This project is about making foods that are refreshing and restorative when the weather is oppressively hot and humid.
Mouth-puckering UMÉBOSHI have long been touted as a way of ensuring food safety on hot days because of their anti-bacterial properties.
Members of the URI family (Cucurbitaceae or cucurbits) such as cucumbers (kyuuri) quench thirst and restore mineral balance (especially potassium and magnesium) depleted by sweating.
Thick, chewy UDON noodles provide the energy you need to function (your body turns noodle carbs into ready-for-action glucose).

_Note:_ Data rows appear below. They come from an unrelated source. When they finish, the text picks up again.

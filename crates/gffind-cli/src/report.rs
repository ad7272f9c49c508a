//! User-facing messages for completed steps.

use gffind::{GffDatabase, GffResult, Outcome};

/// Message printed for an outcome. Help has no message; the caller prints
/// usage instead.
pub fn describe(outcome: &Outcome) -> Option<String> {
    match outcome {
        Outcome::HelpRequested => None,
        Outcome::Tables { names } => {
            let mut msg = String::from("Tables built:");
            for name in names {
                msg.push('\n');
                msg.push_str(name);
            }
            Some(msg)
        }
        Outcome::Ingested(report) => Some(format!(
            "Created table {} with {} entries.",
            report.table, report.rows
        )),
        Outcome::Removed { table } => Some(format!("Deleted table {table}")),
        Outcome::Queried { path, .. } => Some(format!("File {} created.", path.display())),
    }
}

/// Every table with its attribute columns and row count, for `gffind info`.
pub fn summaries_json(db: &GffDatabase) -> GffResult<serde_json::Value> {
    let mut tables = Vec::new();
    for name in db.list_tables()? {
        tables.push(db.table_summary(&name)?);
    }
    Ok(serde_json::json!({
        "table_count": tables.len(),
        "tables": tables,
    }))
}

#[cfg(test)]
mod tests {
    use super::*;
    use gffind::{ingest_reader, IngestReport};
    use std::path::PathBuf;

    #[test]
    fn test_messages() {
        let ingested = Outcome::Ingested(IngestReport {
            table: "gff2".into(),
            rows: 10,
            columns_added: 1,
        });
        assert_eq!(
            describe(&ingested).as_deref(),
            Some("Created table gff2 with 10 entries.")
        );
        assert_eq!(
            describe(&Outcome::Removed { table: "gff".into() }).as_deref(),
            Some("Deleted table gff")
        );
        assert_eq!(
            describe(&Outcome::Queried {
                table: "gff".into(),
                rows: 0,
                path: PathBuf::from("gff_search_results.txt"),
            })
            .as_deref(),
            Some("File gff_search_results.txt created.")
        );
        assert!(describe(&Outcome::HelpRequested).is_none());
    }

    #[test]
    fn test_table_listing() {
        let outcome = Outcome::Tables {
            names: vec!["gff".into(), "gff2".into()],
        };
        assert_eq!(describe(&outcome).as_deref(), Some("Tables built:\ngff\ngff2"));
        let empty = Outcome::Tables { names: Vec::new() };
        assert_eq!(describe(&empty).as_deref(), Some("Tables built:"));
    }

    #[test]
    fn test_summaries_json() {
        let db = GffDatabase::open_in_memory().unwrap();
        let text = "chr1\t.\tgene\t1\t5\t.\t+\t.\tID=a;Name=x\n";
        ingest_reader(&db, text.as_bytes(), "gff").unwrap();

        let info = summaries_json(&db).unwrap();
        assert_eq!(info["table_count"], 1);
        assert_eq!(info["tables"][0]["name"], "gff");
        assert_eq!(info["tables"][0]["rows"], 1);
        assert_eq!(info["tables"][0]["attribute_columns"][1], "Name");
    }
}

To jump-start your kitchen project, here are some recipes for UMÉBOSHI, UDON and URI (cucumbers). ENJOY, and please post to the Kitchen Culture Cooking Club your dishes that help you beat-the-heat.
Uméboshi
梅干し Uméboshi
Here is a GUIDE to making your own mouth-puckering pickled plums… and follow these instructions to make your own plum-filled omusubi.
UDON noodles
Serve your noodles DIPPING-STYLE (tsuké-jiru) with condiments. Make a classic dipping sauce with umami essence (a vegan version is available, too) and adjust intensity of flavor with stock (either Standard Sea Stock or Kelp-Alone Stock).
Cucumbers
胡瓜 (きゅうり)kyuuri
Cucumbers quench thirst and help restore mineral balance (especially potassium and magnesium) depleted by sweating.

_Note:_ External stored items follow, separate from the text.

//! Exported C functions.
//!
//! Every function tolerates null handles and never unwinds: failures are
//! logged through `tracing` and reported as null, 0, or a no-op.

use std::ffi::{c_char, c_int};
use std::ptr;
use std::slice;

use ocio_core::{Config, PackedImageDesc};

use crate::error::ShimResult;
use crate::handle::{ContextInner, OcioContext, OcioProcessor, ProcessorInner, guard, read_name};

/// Create a context from the config named by the `OCIO` environment variable.
///
/// `OCIO` may be a path to a `.ocio` file or an `ocio://` URI.
/// `OCIO_INACTIVE_COLORSPACES` hides color spaces from enumeration.
///
/// # Returns
/// A context to free with [`ocio_destroy_context()`], or null if no config
/// could be loaded (including when `OCIO` is unset).
#[unsafe(no_mangle)]
pub extern "C" fn ocio_create_context() -> *mut OcioContext {
    guard("ocio_create_context", ptr::null_mut(), || {
        match Config::from_env().map(ContextInner::new) {
            Ok(inner) => {
                tracing::debug!(colorspaces = inner.num_colorspaces(), "OCIO context created");
                inner.into_raw()
            }
            Err(e) => {
                tracing::error!(error = %e, "failed to create OCIO context");
                ptr::null_mut()
            }
        }
    })
}

/// Free a context. Null is ignored.
///
/// Processors created from it remain valid.
///
/// # Safety
/// - `ctx` must be null or a pointer returned by [`ocio_create_context()`]
/// - `ctx` must not have been freed already
/// - Names returned by [`ocio_get_colorspace_name()`] for `ctx` become invalid
#[unsafe(no_mangle)]
pub unsafe extern "C" fn ocio_destroy_context(ctx: *mut OcioContext) {
    guard("ocio_destroy_context", (), || unsafe { ContextInner::free(ctx) })
}

/// Number of active color spaces, or 0 for a null context.
///
/// # Safety
/// - `ctx` must be null or a live context
#[unsafe(no_mangle)]
pub unsafe extern "C" fn ocio_get_num_colorspaces(ctx: *mut OcioContext) -> c_int {
    guard("ocio_get_num_colorspaces", 0, || {
        match unsafe { ContextInner::from_ptr(ctx) } {
            Some(inner) => c_int::try_from(inner.num_colorspaces()).unwrap_or(c_int::MAX),
            None => 0,
        }
    })
}

/// Name of the active color space at `index`.
///
/// Indices follow the config file: color spaces in the order they are
/// declared, with the `colorspaces` and `display_colorspaces` sections
/// taken in the order they appear. A name containing a NUL byte is cut at
/// that byte.
///
/// # Returns
/// A NUL-terminated name owned by the context, the empty string for an
/// out-of-range index, or null for a null context. The pointer is valid
/// until the context is destroyed.
///
/// # Safety
/// - `ctx` must be null or a live context
#[unsafe(no_mangle)]
pub unsafe extern "C" fn ocio_get_colorspace_name(ctx: *mut OcioContext, index: c_int) -> *const c_char {
    guard("ocio_get_colorspace_name", ptr::null(), || {
        match unsafe { ContextInner::from_ptr(ctx) } {
            Some(inner) => inner.colorspace_name(index).as_ptr(),
            None => ptr::null(),
        }
    })
}

/// Create a processor converting from `src` to `dst`.
///
/// Names may be color space names, aliases or roles, matched ignoring ASCII
/// case.
///
/// # Returns
/// A processor to free with [`ocio_destroy_processor()`], or null if either
/// name is unknown or the conversion cannot be built.
///
/// # Safety
/// - `ctx` must be null or a live context
/// - `src` and `dst` must be null or NUL-terminated strings
#[unsafe(no_mangle)]
pub unsafe extern "C" fn ocio_create_processor(
    ctx: *mut OcioContext,
    src: *const c_char,
    dst: *const c_char,
) -> *mut OcioProcessor {
    guard("ocio_create_processor", ptr::null_mut(), || {
        let Some(inner) = (unsafe { ContextInner::from_ptr(ctx) }) else {
            return ptr::null_mut();
        };
        match unsafe { build_processor(inner, src, dst) } {
            Ok(processor) => processor.into_raw(),
            Err(e) => {
                tracing::error!(error = %e, "failed to create OCIO processor");
                ptr::null_mut()
            }
        }
    })
}

/// # Safety
/// `src` and `dst` must be null or NUL-terminated strings.
unsafe fn build_processor(
    ctx: &ContextInner,
    src: *const c_char,
    dst: *const c_char,
) -> ShimResult<ProcessorInner> {
    let src = unsafe { read_name(src, "src") }?;
    let dst = unsafe { read_name(dst, "dst") }?;
    let inner = ProcessorInner::new(ctx.config.processor(src, dst)?);
    tracing::debug!(
        src,
        dst,
        identity = inner.processor.is_identity(),
        ops = inner.cpu.num_ops(),
        "OCIO processor created"
    );
    Ok(inner)
}

/// Free a processor. Null is ignored.
///
/// # Safety
/// - `proc_` must be null or a pointer returned by [`ocio_create_processor()`]
/// - `proc_` must not have been freed already
#[unsafe(no_mangle)]
pub unsafe extern "C" fn ocio_destroy_processor(proc_: *mut OcioProcessor) {
    guard("ocio_destroy_processor", (), || unsafe { ProcessorInner::free(proc_) })
}

/// Transform `count` RGBA pixels in place.
///
/// Does nothing for a null processor, a null buffer, or `count <= 0`.
///
/// # Safety
/// - `proc_` must be null or a live processor
/// - `pixels` must be null or valid for reads and writes of `count * 4`
///   floats, not aliased for the duration of the call
#[unsafe(no_mangle)]
pub unsafe extern "C" fn ocio_apply_transform(proc_: *mut OcioProcessor, pixels: *mut f32, count: c_int) {
    guard("ocio_apply_transform", (), || {
        let Some(inner) = (unsafe { ProcessorInner::from_ptr(proc_) }) else {
            return;
        };
        if pixels.is_null() || count <= 0 {
            return;
        }
        // count > 0 was checked above.
        let width = count as usize;
        let Some(len) = width.checked_mul(4) else {
            return;
        };
        let data = unsafe { slice::from_raw_parts_mut(pixels, len) };
        match PackedImageDesc::new(data, width, 1, 4) {
            Ok(mut image) => inner.cpu.apply(&mut image),
            Err(e) => tracing::error!(error = %e, "rejected pixel buffer"),
        }
    })
}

Enjoy this Smashed Cucumber dish… or make a cucumber and wakamé salad dressed with a tart miso mustard sauce… or drizzed with plum dressing.
To learn more about eating to beat-the-heat
visit my Kitchen Culture blog and read my August, 2024 newsletter.
Show Us Your Kitchen Project
QUESTIONS? COMMENTS?
Ready to SHARE YOUR KITCHEN PROJECT with others?
KITCHEN CULTURE Cooking Club members, head over to our Facebook Group. Not yet a member? Please join – membership is opt-in and free of charge.
Looking forward to seeing what you’re making in your kitchen…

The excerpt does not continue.